Compassion, humility, and frugality are the ‘Three Treasures of Taoism. A religion not practiced by many Chinese, but a school of thought that contributed in reshaping Chinese way of life. Empathy is the hallmark of the Chinese soul. I am one man who can attest to that. My visitations to the Middle Kingdom, as China was known in ancient times, has always been met with cordiality and brotherly love. I recall, during one of my shopping sprees downtown, at one of Shandong’s flea markets, some electronic devices caught my attention so I went into one of the stores, which was managed by two elderly couple.
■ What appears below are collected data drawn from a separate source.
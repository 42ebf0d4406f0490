use serde::Deserialize;
use serde_json::Value;
use std::fmt;

use crate::state::entity::{Corridor, LightState, Position, Priority, RequestStatus, VehicleType};
use crate::state::metrics::MetricsSnapshot;

mod validation;
#[cfg(test)]
mod tests;

pub use validation::ValidationError;

/// Raw inbound envelope: `{ "type": ..., "data": ... }`.
///
/// The `type` discriminant is matched before the payload is looked at, so
/// an unrecognized event type is reported as such even when its `data`
/// would not deserialize.
#[derive(Debug, Clone, Deserialize)]
pub struct Envelope {
    #[serde(rename = "type")]
    pub event_type: String,
    #[serde(default)]
    pub data: Value,
}

/// Typed inbound event, dispatched through `DashboardSession::apply`.
#[derive(Debug, Clone)]
pub enum InboundEvent {
    VehicleUpdate(VehicleUpdate),
    PriorityGranted(PriorityGrant),
    TrafficLightState(TrafficLightUpdate),
    MetricsUpdate(MetricsSnapshot),
}

/// Partial vehicle record carried by a `vehicle_update` event.
///
/// Every field except `id` may be absent. The entity store merges present
/// fields over the existing record (last-write-wins per field); the
/// active-request projection derives from the same partial independently.
#[derive(Debug, Clone, Deserialize)]
#[serde(rename_all = "camelCase")]
pub struct VehicleUpdate {
    pub id: String,
    #[serde(rename = "type")]
    pub kind: Option<VehicleType>,
    pub priority: Option<Priority>,
    pub position: Option<Position>,
    /// Meters per second
    pub speed: Option<f64>,
    /// Seconds to the referenced intersection/destination
    pub eta: Option<f64>,
    /// Meters
    pub distance: Option<f64>,
    pub status: Option<RequestStatus>,
    pub request_active: Option<bool>,
    pub predicted_path: Option<Vec<Position>>,
    /// Server receipt instant, Unix epoch milliseconds
    pub timestamp: Option<i64>,
}

/// `priority_granted` payload: a corridor of successive signal
/// pre-emptions granted to one vehicle.
#[derive(Debug, Clone, Deserialize)]
pub struct PriorityGrant {
    pub vehicle_id: String,
    pub corridor: Corridor,
}

/// `traffic_light_state` payload. Only pre-seeded intersections are
/// mutated; unknown ids are ignored at the store.
#[derive(Debug, Clone, Deserialize)]
pub struct TrafficLightUpdate {
    pub intersection_id: String,
    pub state: LightState,
    /// Seconds until the next state change, when the controller reports it
    pub time_remaining: Option<f64>,
}

/// Decode failures at the event-ingestion boundary.
///
/// `UnrecognizedType` is logged and ignored; the other variants mean the
/// payload failed shape validation and the whole event is dropped. Neither
/// is fatal and neither mutates any store.
#[derive(Debug)]
pub enum DecodeError {
    UnrecognizedType(String),
    Malformed(serde_json::Error),
    Invalid(ValidationError),
}

impl fmt::Display for DecodeError {
    fn fmt(&self, f: &mut fmt::Formatter<'_>) -> fmt::Result {
        match self {
            DecodeError::UnrecognizedType(kind) => {
                write!(f, "unrecognized event type '{}'", kind)
            }
            DecodeError::Malformed(err) => write!(f, "malformed event payload: {}", err),
            DecodeError::Invalid(err) => write!(f, "invalid event payload: {}", err),
        }
    }
}

impl std::error::Error for DecodeError {}

/// Decode one raw frame into a typed, validated inbound event.
pub fn decode(raw: &[u8]) -> Result<InboundEvent, DecodeError> {
    let envelope: Envelope = serde_json::from_slice(raw).map_err(DecodeError::Malformed)?;
    decode_envelope(envelope)
}

/// Decode an already-parsed envelope.
pub fn decode_envelope(envelope: Envelope) -> Result<InboundEvent, DecodeError> {
    let event = match envelope.event_type.as_str() {
        "vehicle_update" => InboundEvent::VehicleUpdate(
            serde_json::from_value(envelope.data).map_err(DecodeError::Malformed)?,
        ),
        "priority_granted" => InboundEvent::PriorityGranted(
            serde_json::from_value(envelope.data).map_err(DecodeError::Malformed)?,
        ),
        "traffic_light_state" => InboundEvent::TrafficLightState(
            serde_json::from_value(envelope.data).map_err(DecodeError::Malformed)?,
        ),
        "metrics_update" => InboundEvent::MetricsUpdate(
            serde_json::from_value(envelope.data).map_err(DecodeError::Malformed)?,
        ),
        other => return Err(DecodeError::UnrecognizedType(other.to_string())),
    };

    validation::validate(&event).map_err(DecodeError::Invalid)?;
    Ok(event)
}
I was welcomed with smiles and I returned my smile to them, then and I pointed the device of my choice, the old man told me the cost of it, I said it was too much, without much negotiation he lowered the price, and seemed pretty happy doing it. What made emotion stir my heart was the benevolence of the old woman towards my care in handling what I had bought: she took a bag and put the products in herself, and made sure the plastic bag was closed perfectly tight by tying it with two small ropes. She and her husband brightened my moment with another smile that ushered me out of her store. I always wanted to return and see both of them smile again to me. Everywhere I went, stranded or just couldn’t find what I was looking for, there was always someone to give me a helping hand. Just half of the tenderheartedness of the men and women of the Sing Pang Islands, who had endangered their own lives to save the lives of those prisoners of war from the Lisbon Maru, the world will be a better and safer place to live for us all. They had demonstrated their inherent nature and ethical standing towards human life, that even our enemies have the right to live and be given a second chance to make things right, and in the end love must, by all means, overcome hate.